Le régime cubain a rétabli l'approvisionnement en électricité dans le quartier habanero de El Fanguito quelques heures après que ses voisins aient bloqué l'Avenida 23 dans la nuit de mercredi, après avoir accumulé plus de 48 heures sans électricité, eau ni gaz.
La protestation, captée en vidéo, a été partagée sur ses réseaux sociaux par le rappeur et activiste Eliécer Márquez Duany, connu sous le nom de « El Funky ». Dans les images, on peut voir un agent du MININT et plusieurs policiers essayant d'apaiser les manifestants au milieu de cris et de sifflements, tandis que les voisins refusaient de céder.
La réponse du régime a été immédiate et calculée : un électricien de l'Union Électrique est monté à un poteau, a ouvert une trappe en haut, a manipulé son intérieur et a rétabli l'électricité dans la zone, ce que les activistes interprètent comme une manœuvre pour désamorcer la protestation sans traiter ses causes profondes.
L'épisode met à nouveau en évidence un schéma qui se répète à Cuba : les manifestations citoyennes ne résolvent pas la crise structurelle du Système Électroénergétique National, mais elles forcent souvent des réponses immédiates des autorités, qui agissent poussées par la peur que les manifestations s'étendent.
Ces solutions, cependant, ont tendance à être temporaires et ne corrigent pas les causes profondes des coupures de courant prolongées qui touchent la population.
Une manifestante a interpellé un conducteur qui tentait de briser le blocus : « Pira, Pira, cela fait plus de 24 heures que nous n'avons pas de lumière ! Il y a des enfants ici qui pleurent ! Pira, fais demi-tour, fais demi-tour ! ».
El Funky a également dénoncé dans sa publication que l'électricité à El Fanguito était détournée pour ne fournir que huit maisons de la même rue : « On leur vole l'électricité pour la laisser à 8 maisons de la même rue et il convient de mentionner que dans l'une de ces maisons vit le ministre de la santé publique, de nom Portal Miranda ».
Le ministre cité, José Ángel Portal Miranda, a été sanctionné par les États-Unis le 23 juillet en raison de son lien avec le système des missions médicales cubaines, selon le Département du Trésor.
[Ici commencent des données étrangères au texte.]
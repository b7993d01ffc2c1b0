//! RRULE expansion into concrete instances.

use std::collections::BTreeSet;
use std::ops::Range;

use chrono::{DateTime, Days, Months, NaiveDate, NaiveDateTime, TimeDelta, TimeZone as _, Utc};
use chrono_tz::Tz;
use rrule::{RRuleError, RRuleSet};

use super::aggregate::DisplayWindow;
use super::event::EventDefinition;
use super::time;

/// Upper bound of generated instances per rule and window.
pub const MAX_INSTANCES: u16 = 1024;

/// Expands `event` into `(start, end)` instances starting inside `window` (end exclusive).
///
/// Instances whose generated start equals an EXDATE or an entry of `overridden` are
/// suppressed; the match is on the exact instant. Non-recurring events are returned as is.
///
/// # Errors
/// Returns an error if the rule cannot be evaluated from the event's DTSTART.
pub fn expand(
    event: &EventDefinition,
    window: &Range<DateTime<Utc>>,
    overridden: &BTreeSet<DateTime<Utc>>,
) -> Result<Vec<(DateTime<Utc>, DateTime<Utc>)>, RRuleError> {
    let Some(rule) = &event.rrule else {
        return Ok(vec![(event.start, event.end)]);
    };

    let rule_set: RRuleSet = rule_set_source(event, rule).parse()?;

    // `after`/`before` are exclusive, widen by a second and filter below
    let tz: rrule::Tz = Utc.into();
    let result = rule_set
        .after((window.start - TimeDelta::seconds(1)).with_timezone(&tz))
        .before((window.end + TimeDelta::seconds(1)).with_timezone(&tz))
        .all(MAX_INSTANCES);

    if result.limited {
        log::warn!(
            "Recurrence of '{}' was cut off after {MAX_INSTANCES} instances",
            event.summary
        );
    }

    let duration = event.duration();

    Ok(result
        .dates
        .iter()
        .map(|dt| dt.with_timezone(&Utc))
        .filter(|start| window.contains(start))
        .filter(|start| !event.exception_dates.contains(start) && !overridden.contains(start))
        .map(|start| (start, start + duration))
        .collect())
}

/// The range recurring events are expanded over: the display window widened by a month
/// on each side, so a later change of the offset still finds edge instances.
pub fn expansion_window(display: &DisplayWindow) -> Range<DateTime<Utc>> {
    let first = display.first_day();
    let after_last = first + Days::new(u64::from(display.num_days()));

    let from = first.checked_sub_months(Months::new(1)).unwrap_or(first);
    let to = after_last.checked_add_months(Months::new(1)).unwrap_or(after_last);

    time::local_midnight(from, display.timezone())..time::local_midnight(to, display.timezone())
}

/// DTSTART and RRULE lines in the zone the event was declared in, so wall-clock
/// times survive DST changes.
fn rule_set_source(event: &EventDefinition, rule: &str) -> String {
    let dtstart = if event.timezone == Tz::UTC {
        format!("DTSTART:{}", event.start.format("%Y%m%dT%H%M%SZ"))
    } else {
        format!(
            "DTSTART;TZID={}:{}",
            event.timezone.name(),
            event.start.with_timezone(&event.timezone).format("%Y%m%dT%H%M%S")
        )
    };

    format!("{dtstart}\nRRULE:{}", utc_until(rule, event.timezone))
}

/// Rewrites a date-only or floating UNTIL to UTC, the only form accepted next to
/// the DTSTART written above. Dates bound the whole day in `tz`.
fn utc_until(rule: &str, tz: Tz) -> String {
    rule.split(';')
        .map(|part| match part.split_once('=') {
            Some((key, value)) if key.eq_ignore_ascii_case("UNTIL") => until_instant(value, tz)
                .map_or_else(
                    || part.to_owned(),
                    |until| format!("UNTIL={}", until.format("%Y%m%dT%H%M%SZ")),
                ),
            _ => part.to_owned(),
        })
        .collect::<Vec<_>>()
        .join(";")
}

/// `None` for values already in UTC or not understood; those are passed through.
fn until_instant(value: &str, tz: Tz) -> Option<DateTime<Utc>> {
    if let Ok(date) = NaiveDate::parse_from_str(value, "%Y%m%d") {
        let next = date.succ_opt()?;

        return Some(time::local_midnight(next, tz) - TimeDelta::seconds(1));
    }

    let naive = NaiveDateTime::parse_from_str(value, "%Y%m%dT%H%M%S").ok()?;

    Some(
        tz.from_local_datetime(&naive)
            .earliest()
            .map_or_else(|| naive.and_utc(), |dt| dt.with_timezone(&Utc)),
    )
}
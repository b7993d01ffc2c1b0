use std::collections::BTreeSet;
use std::str::FromStr;

use chrono::{DateTime, NaiveDate, NaiveDateTime, TimeDelta, TimeZone as _, Utc};
use chrono_tz::Tz;
use icalendar::parser::{read_calendar, unfold, Component, Property};
use icalendar::{CalendarDateTime, DatePerhapsTime};
use rrule::{RRule, Unvalidated};

use super::event::EventDefinition;
use super::fetch::Error;
use super::time;

#[derive(Debug)]
pub enum EventBuilderError {
    NoStart,
    InvalidStart,
    InvalidRRule(String),
}

#[derive(Debug, Default)]
pub struct EventBuilder {
    pub uid: Option<String>,
    pub summary: Option<String>,
    pub description: Option<String>,
    pub location: Option<String>,
    pub start: Option<DatePerhapsTime>,
    pub end: Option<DatePerhapsTime>,
    pub duration: Option<String>,
    pub rrule: Option<String>,
    pub exdates: Vec<DatePerhapsTime>,
    pub recurrence_id: Option<DatePerhapsTime>,
}

impl EventBuilder {
    /// Builds the event, resolving floating and date-only values in `viewer`.
    ///
    /// # Errors
    /// Returns an error if the start is missing or cannot be resolved, or the RRULE is malformed.
    /// A missing or unusable end falls back to DURATION, then to the start.
    pub fn build(self, viewer: Tz) -> Result<EventDefinition, EventBuilderError> {
        let raw_start = self.start.ok_or(EventBuilderError::NoStart)?;
        let (start, timezone) = resolve(&raw_start, viewer).ok_or(EventBuilderError::InvalidStart)?;

        let end = self
            .end
            .as_ref()
            .and_then(|end| resolve(end, viewer))
            .map(|(end, _)| end)
            .or_else(|| self.duration.as_deref().and_then(parse_duration).map(|d| start + d))
            .filter(|end| *end >= start)
            .unwrap_or(start);

        if let Some(rrule) = &self.rrule {
            rrule
                .parse::<RRule<Unvalidated>>()
                .map_err(|err| EventBuilderError::InvalidRRule(err.to_string()))?;
        }

        let exception_dates = self
            .exdates
            .iter()
            .filter_map(|exdate| resolve(exdate, viewer))
            .map(|(instant, _)| instant)
            .collect::<BTreeSet<_>>();

        Ok(EventDefinition {
            uid: self.uid,
            summary: self.summary.unwrap_or_default(),
            description: self.description.unwrap_or_default(),
            location: self.location.unwrap_or_default(),
            start,
            end,
            timezone,
            is_date_only: matches!(raw_start, DatePerhapsTime::Date(_)),
            rrule: self.rrule,
            exception_dates,
            recurrence_id: self
                .recurrence_id
                .as_ref()
                .and_then(|id| resolve(id, viewer))
                .map(|(instant, _)| instant),
        })
    }

    pub fn set_uid_opt(mut self, uid: Option<String>) -> Self {
        self.uid = uid;
        self
    }

    pub fn set_summary_opt(mut self, summary: Option<String>) -> Self {
        self.summary = summary;
        self
    }

    pub fn set_description_opt(mut self, description: Option<String>) -> Self {
        self.description = description;
        self
    }

    pub fn set_location_opt(mut self, location: Option<String>) -> Self {
        self.location = location;
        self
    }

    pub fn set_start_opt(mut self, start: Option<DatePerhapsTime>) -> Self {
        self.start = start;
        self
    }

    pub fn set_end_opt(mut self, end: Option<DatePerhapsTime>) -> Self {
        self.end = end;
        self
    }

    pub fn set_duration_opt(mut self, duration: Option<String>) -> Self {
        self.duration = duration;
        self
    }

    pub fn set_rrule_opt(mut self, rrule: Option<String>) -> Self {
        self.rrule = rrule;
        self
    }

    pub fn set_exdates(mut self, exdates: Vec<DatePerhapsTime>) -> Self {
        self.exdates = exdates;
        self
    }

    pub fn set_recurrence_id_opt(mut self, recurrence_id: Option<DatePerhapsTime>) -> Self {
        self.recurrence_id = recurrence_id;
        self
    }
}

impl From<&Component<'_>> for EventBuilder {
    fn from(vevent: &Component<'_>) -> Self {
        let text = |name: &str| vevent.find_prop(name).map(|p| unescape(p.val.as_ref()));
        let date = |name: &str| {
            vevent
                .find_prop(name)
                .and_then(|p| DatePerhapsTime::try_from(p).ok())
        };

        Self::default()
            .set_uid_opt(vevent.find_prop("UID").map(|p| p.val.to_string()))
            .set_summary_opt(text("SUMMARY"))
            .set_description_opt(text("DESCRIPTION"))
            .set_location_opt(text("LOCATION"))
            .set_start_opt(date("DTSTART"))
            .set_end_opt(date("DTEND"))
            .set_duration_opt(vevent.find_prop("DURATION").map(|p| p.val.to_string()))
            .set_rrule_opt(vevent.find_prop("RRULE").map(|p| p.val.to_string()))
            .set_exdates(
                vevent
                    .properties
                    .iter()
                    .filter(|p| p.name == "EXDATE")
                    .flat_map(exdate_values)
                    .collect(),
            )
            .set_recurrence_id_opt(date("RECURRENCE-ID"))
    }
}

/// Parses a calendar document into event definitions.
///
/// Components other than VEVENT are ignored, events with unusable fields are dropped.
///
/// # Errors
/// Returns an error if the text is not a well-formed calendar document.
pub fn parse_calendar(text: &str, viewer: Tz) -> Result<Vec<EventDefinition>, Error> {
    let unfolded = unfold(text);
    if !unfolded.contains("BEGIN:VCALENDAR") {
        return Err(Error::parsing("Document contains no VCALENDAR"));
    }

    let calendar = read_calendar(&unfolded).map_err(|err| Error::parsing(err.to_string()))?;

    let events = calendar
        .components
        .iter()
        .filter(|c| c.name == "VEVENT")
        .filter_map(|vevent| {
            let builder = EventBuilder::from(vevent);
            let uid = builder.uid.clone().unwrap_or_default();

            match builder.build(viewer) {
                Ok(event) => Some(event),
                Err(err) => {
                    log::warn!("Dropping event '{uid}': {err:?}");
                    None
                }
            }
        })
        .collect();

    Ok(events)
}

/// Resolves a DTSTART-like value to an instant and the zone it was declared in.
fn resolve(value: &DatePerhapsTime, viewer: Tz) -> Option<(DateTime<Utc>, Tz)> {
    match value {
        DatePerhapsTime::Date(date) => Some((time::local_midnight(*date, viewer), viewer)),
        DatePerhapsTime::DateTime(CalendarDateTime::Utc(dt)) => Some((*dt, Tz::UTC)),
        DatePerhapsTime::DateTime(CalendarDateTime::Floating(dt)) => {
            from_local(dt, viewer).map(|instant| (instant, viewer))
        }
        DatePerhapsTime::DateTime(CalendarDateTime::WithTimezone { date_time, tzid }) => {
            let tz = Tz::from_str(tzid.trim_matches('"')).unwrap_or_else(|_| {
                log::debug!("Unknown TZID '{tzid}', using {viewer}");
                viewer
            });

            from_local(date_time, tz).map(|instant| (instant, tz))
        }
    }
}

fn from_local(naive: &NaiveDateTime, tz: Tz) -> Option<DateTime<Utc>> {
    tz.from_local_datetime(naive)
        .earliest()
        .map(|dt| dt.with_timezone(&Utc))
}

/// Splits an EXDATE property, which may carry several comma separated values.
fn exdate_values(prop: &Property) -> Vec<DatePerhapsTime> {
    let tzid = prop
        .params
        .iter()
        .find(|p| p.key == "TZID")
        .and_then(|p| p.val.as_ref().map(|v| v.to_string()));

    let is_date = prop
        .params
        .iter()
        .any(|p| p.key == "VALUE" && p.val.as_ref().map(|v| v.as_ref()) == Some("DATE"));

    prop.val
        .as_ref()
        .split(',')
        .map(str::trim)
        .filter(|s| !s.is_empty())
        .filter_map(|s| {
            if is_date {
                return NaiveDate::parse_from_str(s, "%Y%m%d")
                    .ok()
                    .map(DatePerhapsTime::Date);
            }

            let utc = s.ends_with('Z');
            let naive = NaiveDateTime::parse_from_str(s.trim_end_matches('Z'), "%Y%m%dT%H%M%S").ok()?;

            Some(DatePerhapsTime::DateTime(match &tzid {
                _ if utc => CalendarDateTime::Utc(naive.and_utc()),
                Some(tzid) => CalendarDateTime::WithTimezone {
                    date_time: naive,
                    tzid: tzid.clone(),
                },
                None => CalendarDateTime::Floating(naive),
            }))
        })
        .collect()
}

fn parse_duration(value: &str) -> Option<TimeDelta> {
    let duration: std::time::Duration = iso8601::duration(value.trim_start_matches('+'))
        .ok()?
        .into();

    TimeDelta::from_std(duration).ok()
}

fn unescape(value: &str) -> String {
    let mut out = String::with_capacity(value.len());
    let mut chars = value.chars();

    while let Some(c) = chars.next() {
        if c != '\\' {
            out.push(c);
            continue;
        }

        match chars.next() {
            Some('n' | 'N') => out.push('\n'),
            Some(escaped) => out.push(escaped),
            None => out.push('\\'),
        }
    }

    out
}
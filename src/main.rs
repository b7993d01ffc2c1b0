#![warn(
    clippy::all,
    // clippy::pedantic,
    clippy::nursery,
    clippy::cargo,
    // clippy::unwrap_used
)]
use app::App;
use clap::Parser;

use ical_agenda::config;

mod app;
mod cli;
mod logger;

fn main() {
    let cli = cli::Cli::parse();
    logger::init(cli.verbose);

    let config = config::init(&cli.config).expect("Could not load the configuration file");
    let app = App::new(&config).expect("Could not set up the calendar engine");

    log::info!("Loaded {} calendars from {}", config.calendars.len(), cli.config.display());

    if cli.once {
        app.run_once();
    } else {
        app.run();
    }
}
use std::sync::Arc;
use std::thread;
use std::time::Duration;

use ical_agenda::calendar::{Client, Engine, Feed};
use ical_agenda::config::Config;
use ical_agenda::view;

pub struct App {
    engine: Arc<Engine>,
    feeds: Vec<Feed>,
    interval: Duration,
}

impl App {
    pub fn new(config: &Config) -> Result<Self, Box<dyn std::error::Error>> {
        let client = Client::new(&config.user_agent, config.timeout());

        Ok(Self {
            engine: Arc::new(Engine::new(client, config.settings()?)),
            feeds: config.feeds(),
            interval: config.interval(),
        })
    }

    /// Refreshes every feed one after another and prints the agenda.
    pub fn run_once(&self) {
        for feed in &self.feeds {
            if let Err(err) = self.engine.refresh(feed) {
                log::debug!("[{}] Showing previous occurrences after: {err}", feed.name);
            }
        }

        self.print();
    }

    /// One refresh loop per feed, the agenda is printed every interval.
    pub fn run(self) -> ! {
        if self.feeds.is_empty() {
            log::warn!("No calendars configured");
        }

        for feed in self.feeds.clone() {
            let engine = Arc::clone(&self.engine);
            let interval = self.interval;

            thread::spawn(move || loop {
                if let Err(err) = engine.refresh(&feed) {
                    log::debug!("[{}] Retrying in {}s after: {err}", feed.name, interval.as_secs());
                }

                thread::sleep(interval);
            });
        }

        loop {
            thread::sleep(Duration::from_secs(5).min(self.interval));

            if self.engine.registry().len_sources() + self.engine.errors().len() >= self.feeds.len() {
                break;
            }
        }

        loop {
            self.print();

            thread::sleep(self.interval);
        }
    }

    fn print(&self) {
        let tz = self.engine.settings().timezone;

        print!("{}", view::render(&self.engine.snapshot(), tz));
        print!("{}", view::render_errors(&self.engine.errors()));
    }
}
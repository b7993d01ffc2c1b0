use std::collections::BTreeSet;
use std::path::{Path, PathBuf};
use std::str::FromStr;
use std::time::Duration;

use chrono_tz::Tz;
use url::Url;

use crate::calendar::{Credentials, Feed, Settings, WindowConfig};

#[derive(Debug, serde::Deserialize)]
pub struct Config {
    #[serde(default = "default_interval")]
    pub interval: u64,
    #[serde(default = "default_timeout")]
    pub timeout: u64,
    #[serde(default = "default_user_agent")]
    pub user_agent: String,
    pub timezone: Option<String>,
    #[serde(default)]
    pub start_offset_days: u32,
    #[serde(default = "default_num_days")]
    pub num_days: u32,
    #[serde(default = "default_remove_duplicates")]
    pub remove_duplicates: bool,
    #[serde(default)]
    pub calendars: Vec<Calendar>,
}

#[derive(serde::Deserialize)]
pub struct Calendar {
    pub name: Option<String>,
    pub url: Url,
    pub color: Option<String>,
    pub icon: Option<String>,
    pub username: Option<String>,
    pub password_file: Option<PathBuf>,
    pub password: Option<String>,
    pub token: Option<String>,
}

impl core::fmt::Debug for Calendar {
    fn fmt(&self, f: &mut core::fmt::Formatter<'_>) -> core::fmt::Result {
        f.debug_struct("Calendar")
            .field("name", &self.name)
            .field("url", &self.url)
            .field("color", &self.color)
            .field("icon", &self.icon)
            .field("username", &self.username)
            .field("password_file", &self.password_file)
            .field("password", &"<hidden>")
            .field("token", &"<hidden>")
            .finish()
    }
}

impl Calendar {
    /// Registry key of the calendar; unnamed calendars are keyed by their url.
    pub fn name(&self) -> String {
        self.name
            .as_deref()
            .map(str::trim)
            .filter(|name| !name.is_empty())
            .map_or_else(|| self.url.to_string(), str::to_owned)
    }

    pub fn feed(&self) -> Feed {
        let credentials = match (&self.username, &self.password, &self.token) {
            (_, _, Some(token)) => Some(Credentials::Bearer(token.clone())),
            (Some(username), password, None) => Some(Credentials::Basic(
                username.clone(),
                password.clone().unwrap_or_default(),
            )),
            (None, _, None) => None,
        };

        Feed {
            name: self.name(),
            url: self.url.clone(),
            color: self.color.clone(),
            icon: self.icon.clone(),
            credentials,
        }
    }
}

impl Config {
    pub fn feeds(&self) -> Vec<Feed> {
        self.calendars.iter().map(Calendar::feed).collect()
    }

    /// Viewer timezone: the configured one, else `$TZ`, else UTC.
    pub fn timezone(&self) -> Result<Tz, Box<dyn std::error::Error>> {
        match &self.timezone {
            Some(name) => Ok(Tz::from_str(name).map_err(|e| format!("timezone '{name}': {e}"))?),
            None => Ok(std::env::var("TZ")
                .ok()
                .and_then(|name| Tz::from_str(&name).ok())
                .unwrap_or(Tz::UTC)),
        }
    }

    pub fn settings(&self) -> Result<Settings, Box<dyn std::error::Error>> {
        Ok(Settings {
            window: WindowConfig {
                start_offset_days: self.start_offset_days,
                num_days: self.num_days,
            },
            dedupe: self.remove_duplicates,
            timezone: self.timezone()?,
        })
    }

    pub const fn interval(&self) -> Duration {
        Duration::from_secs(self.interval)
    }

    pub const fn timeout(&self) -> Duration {
        Duration::from_secs(self.timeout)
    }

    fn validate(&self) -> Result<(), Box<dyn std::error::Error>> {
        if self.num_days == 0 {
            return Err("num_days must be greater than 0".into());
        }

        if self.interval == 0 {
            return Err("interval must be greater than 0".into());
        }

        let mut names = BTreeSet::new();
        for calendar in &self.calendars {
            let name = calendar.name();

            if !matches!(calendar.url.scheme(), "http" | "https" | "webcal") {
                return Err(format!("[{name}] unsupported url scheme '{}'", calendar.url.scheme()).into());
            }

            if !names.insert(name) {
                return Err(format!("calendar name '{}' is used twice", calendar.name()).into());
            }
        }

        self.timezone()?;

        Ok(())
    }
}

pub fn init(path: impl AsRef<Path>) -> Result<Config, Box<dyn std::error::Error>> {
    let string = std::fs::read_to_string(path)?;

    parse(&string)
}

pub fn parse(string: &str) -> Result<Config, Box<dyn std::error::Error>> {
    let mut config: Config = toml::from_str(string)?;

    for calendar in &mut config.calendars {
        if let Some(file) = &calendar.password_file {
            let password = std::fs::read_to_string(file)?;

            calendar.password = Some(password.trim().to_owned());
        }
    }

    config.validate()?;

    Ok(config)
}

const fn default_interval() -> u64 {
    1800
}

const fn default_timeout() -> u64 {
    30
}

fn default_user_agent() -> String {
    format!("{}/{}", env!("CARGO_PKG_NAME"), env!("CARGO_PKG_VERSION"))
}

const fn default_num_days() -> u32 {
    5
}

const fn default_remove_duplicates() -> bool {
    true
}
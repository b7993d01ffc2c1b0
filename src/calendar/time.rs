use chrono::{DateTime, NaiveDate, NaiveTime, TimeZone as _, Utc};
use chrono_tz::Tz;

pub const EARLIEST_NAIVE_TIME: NaiveTime = NaiveTime::MIN;

/// First instant of `date` in `tz`.
///
/// Zones that skip midnight on DST changes start the day at the first valid hour instead.
pub fn local_midnight(date: NaiveDate, tz: Tz) -> DateTime<Utc> {
    (0..=3)
        .filter_map(|hour| date.and_hms_opt(hour, 0, 0))
        .find_map(|naive| tz.from_local_datetime(&naive).earliest())
        .map_or_else(
            || date.and_time(EARLIEST_NAIVE_TIME).and_utc(),
            |dt| dt.with_timezone(&Utc),
        )
}

pub fn from_millis(millis: i64) -> Option<DateTime<Utc>> {
    DateTime::from_timestamp_millis(millis)
}

/// Local calendar date of a millisecond timestamp as seen from `tz`.
pub fn local_date(millis: i64, tz: Tz) -> Option<NaiveDate> {
    from_millis(millis).map(|dt| dt.with_timezone(&tz).date_naive())
}
use serde::{Deserialize, Serialize};

use crate::types::{Alignment, BackgroundStrategy, ScanMode};

/// Background classification parameters shared by sheet and still assets.
#[derive(Debug, Clone, Copy, Serialize, Deserialize)]
#[serde(default)]
pub struct BackgroundParams {
    pub strategy: BackgroundStrategy,
    /// Channel floor above which a pixel counts as white (Luminance)
    pub white_threshold: u8,
    /// Per-channel distance to the sampled reference color (CornerSample, Checkerboard)
    pub tolerance: u8,
    /// Minimum channel spread of a kept pixel (SaturationKeep)
    pub saturation_threshold: u8,
    /// Width of the linear alpha ramp below the saturation threshold; 0 disables it
    pub soft_band: u8,
}

impl Default for BackgroundParams {
    fn default() -> Self {
        Self {
            strategy: BackgroundStrategy::Luminance,
            white_threshold: 240,
            tolerance: 30,
            saturation_threshold: 25,
            soft_band: 0,
        }
    }
}

/// Sprite-sheet extraction parameters suitable for manifests and CLI presets
#[derive(Debug, Clone, Serialize, Deserialize)]
#[serde(default)]
pub struct SheetParams {
    /// Number of animation frames the sheet must contain
    pub frame_count: usize,
    /// Square frame edge in pixels
    pub frame_size: u32,
    #[serde(flatten)]
    pub background: BackgroundParams,
    pub scan_mode: ScanMode,
    /// Row the banded scan centers on; None means the vertical middle
    pub scan_row: Option<u32>,
    /// Alpha noise floor for content detection, ignores anti-aliasing fringe
    pub alpha_threshold: u8,
    /// Gaps narrower than this merge adjacent spans
    pub min_gap: u32,
    /// Runs narrower than this are discarded as noise; None disables the filter
    pub min_span_width: Option<u32>,
    /// Context pixels kept around the resolved bounds
    pub padding: u32,
    /// Fraction of the frame a sprite is scaled to occupy
    pub fill_ratio: f32,
    pub alignment: Alignment,
    /// Gap between the sprite and the frame bottom for bottom alignment
    pub bottom_margin: u32,
}

impl Default for SheetParams {
    fn default() -> Self {
        Self {
            frame_count: 1,
            frame_size: 64,
            background: BackgroundParams::default(),
            scan_mode: ScanMode::FullColumn,
            scan_row: None,
            alpha_threshold: 30,
            min_gap: 5,
            min_span_width: None,
            padding: 2,
            fill_ratio: 0.9,
            alignment: Alignment::BottomCenter,
            bottom_margin: 2,
        }
    }
}

/// Parameters for still assets fitted into a square canvas (objects).
#[derive(Debug, Clone, Copy, Serialize, Deserialize)]
#[serde(default)]
pub struct ContainParams {
    pub background: BackgroundParams,
    pub alpha_threshold: u8,
    pub padding: u32,
    pub fill_ratio: f32,
}

impl Default for ContainParams {
    fn default() -> Self {
        Self {
            background: BackgroundParams {
                strategy: BackgroundStrategy::CornerSample,
                tolerance: 35,
                ..BackgroundParams::default()
            },
            alpha_threshold: 30,
            padding: 4,
            fill_ratio: 0.95,
        }
    }
}

/// Parameters for square tiles cut from source images with rounded borders.
#[derive(Debug, Clone, Copy, Serialize, Deserialize)]
#[serde(default)]
pub struct TileParams {
    /// Fraction of each edge cropped away before resizing
    pub margin: f32,
}

impl Default for TileParams {
    fn default() -> Self {
        Self { margin: 0.08 }
    }
}
//! Crate-level error type and `Result` alias for stable, structured error handling.
//! Converts underlying I/O and image codec errors, and provides semantic variants
//! for argument validation and processing failures.
use std::path::PathBuf;

use thiserror::Error;

pub type Result<T> = std::result::Result<T, Error>;

#[derive(Debug, Error)]
pub enum Error {
    #[error("I/O error: {0}")]
    Io(#[from] std::io::Error),

    #[error("Image codec error: {0}")]
    Image(#[from] image::ImageError),

    #[error("Missing source image: {}", path.display())]
    MissingSource { path: PathBuf },

    #[error("Invalid argument: {arg}={value}")]
    InvalidArgument { arg: &'static str, value: String },

    #[error("Processing error: {0}")]
    Processing(String),

    #[error("External error: {0}")]
    External(String),
}

impl Error {
    pub fn external<E: std::fmt::Display>(e: E) -> Self {
        Error::External(e.to_string())
    }
}
//! Per-frame normalization: crop, uniform scale, aligned paste onto a
//! square transparent canvas.
use image::{RgbaImage, imageops};

use crate::core::params::SheetParams;
use crate::core::processing::bounds::SpriteBounds;
use crate::core::processing::resize::resize_rgba;
use crate::types::Alignment;

/// Sprites narrower or shorter than this are treated as unusable noise
const MIN_SPRITE_DIM: u32 = 5;

/// Render one span's content into a `frame_size x frame_size` frame.
///
/// Degenerate or sub-minimal bounds yield a fully transparent frame; this
/// is a deliberate fallback that preserves the frame count and ordering
/// even when a source region is unusable.
pub fn normalize(
    mask: &RgbaImage,
    bounds: SpriteBounds,
    params: &SheetParams,
) -> Result<RgbaImage, Box<dyn std::error::Error>> {
    let size = params.frame_size;
    if bounds.is_degenerate()
        || bounds.width() < MIN_SPRITE_DIM
        || bounds.height() < MIN_SPRITE_DIM
    {
        return Ok(RgbaImage::new(size, size));
    }

    let crop = crop_padded(mask, bounds, params.padding);
    fit_into_frame(
        &crop,
        size,
        params.fill_ratio,
        params.alignment,
        params.bottom_margin,
    )
}

/// Crop `bounds` expanded by `padding` on each side, clamped to the image
/// so no read ever lands outside the source dimensions.
pub fn crop_padded(mask: &RgbaImage, bounds: SpriteBounds, padding: u32) -> RgbaImage {
    let left = bounds.left.saturating_sub(padding);
    let top = bounds.top.saturating_sub(padding);
    let right = bounds.right.saturating_add(padding).min(mask.width());
    let bottom = bounds.bottom.saturating_add(padding).min(mask.height());
    imageops::crop_imm(mask, left, top, right - left, bottom - top).to_image()
}

/// Uniformly scale `sprite` to occupy `fill_ratio` of the square canvas
/// and paste it by the alignment rule: horizontally centered, vertically
/// either bottom-aligned (common ground line across frames) or centered.
pub fn fit_into_frame(
    sprite: &RgbaImage,
    size: u32,
    fill_ratio: f32,
    alignment: Alignment,
    bottom_margin: u32,
) -> Result<RgbaImage, Box<dyn std::error::Error>> {
    let (sw, sh) = sprite.dimensions();
    let budget = f64::from(size) * f64::from(fill_ratio);
    let scale = (budget / f64::from(sw)).min(budget / f64::from(sh));
    let new_w = ((f64::from(sw) * scale).round() as u32).max(1);
    let new_h = ((f64::from(sh) * scale).round() as u32).max(1);

    let resized = resize_rgba(sprite, new_w, new_h)?;

    let mut frame = RgbaImage::new(size, size);
    let x = size.saturating_sub(new_w) / 2;
    let y = match alignment {
        Alignment::BottomCenter => size.saturating_sub(new_h).saturating_sub(bottom_margin),
        Alignment::Center => size.saturating_sub(new_h) / 2,
    };
    imageops::overlay(&mut frame, &resized, i64::from(x), i64::from(y));
    Ok(frame)
}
La dénonciation de l'activiste concernant le fonctionnaire n'a pas pu être vérifiée par notre rédaction.
Le blocage de l'Avenida 23 a un fort impact symbolique : c'est l'une des principales artères de La Havane, et sa fermeture oblige les autorités à réagir en plein cœur de la ville. Les habitants d'El Fanguito ont bloqué la voie après que les plaintes et les attentes n'ont reçu aucune réponse de l'État.
El Fanguito est l'un des établissements les plus précaires de La Havane, situé près de la rivière Almendares dans le municipio Plaza de la Révolution. La plupart de ses habitations sont des constructions informelles érigées avec des matériaux de fortune. Selon le magazine El Estornudo, en 2016, près de 200 de ses foyers ne figuraient pas dans le recensement et un seul était légalement reconnu par l'État, ce qui illustre des décennies d'abandon institutionnel.
La protestation s'inscrit dans une vague de mobilisations qui s'est intensifiée tout au long de juillet et qui constitue la plus vaste à La Havane depuis le 11 juillet 2021. En juillet, il y a eu trois effondrements totaux du Système Électroénergétique National en moins de huit jours, avec des coupures allant jusqu'à 87 heures consécutives dans certaines provinces.
Ce même schéma de concession tactique avait déjà été observé le 26 juillet, lorsque le régime a maintenu éclairés les quartiers de La Havane à la veille d'un appel à un rassemblement national avec des casseroles, une action interprétée par les activistes comme une manœuvre pour désamorcer les manifestations.
Ce jeudi, des cacerolazos ont également été signalés à Santiago de Cuba pour la même raison, tandis que l'Union Électrique avait prévu mercredi un déficit de 2 380 MW, équivalent à priver d'électricité simultanément 74 % de l'île à l'heure de la plus forte demande.